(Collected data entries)
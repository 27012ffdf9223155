//! Watchers page: the create form, the list of existing watchers with their
//! sync/delete actions, and account deletion.
//!
//! Behavior lives in `crate::controller`; this module wires it to Yew.
//! `update` turns messages into controller calls and `view` renders the
//! controller's state.

use yew::platform::spawn_local;
use yew::prelude::*;

mod helpers;
mod messages;
mod state;
mod update;
mod view;

pub use messages::Msg;
pub use state::WatchersComponent;

impl Component for WatchersComponent {
    type Message = Msg;
    type Properties = ();

    fn create(_ctx: &Context<Self>) -> Self {
        WatchersComponent::new()
    }

    fn update(&mut self, ctx: &Context<Self>, msg: Self::Message) -> bool {
        update::update(self, ctx, msg)
    }

    fn view(&self, ctx: &Context<Self>) -> Html {
        view::view(self, ctx)
    }

    fn rendered(&mut self, ctx: &Context<Self>, first_render: bool) {
        if self.focus_pending {
            self.focus_pending = false;
            self.focus_source();
        }

        if first_render && !self.loaded {
            self.loaded = true;

            let controller = self.controller.clone();
            let link = ctx.link().clone();
            spawn_local(async move {
                match controller.load().await {
                    Ok(dashboard) => link.send_message(Msg::Loaded(dashboard)),
                    Err(err) => gloo_console::error!(format!("could not load watchers: {err}")),
                }
            });
        }
    }
}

Task item ::
Above are the records. Copy every line in them holding "messages".

Expected answer ::
//! `update` turns messages into controller calls and `view` renders the
mod messages;
pub use messages::Msg;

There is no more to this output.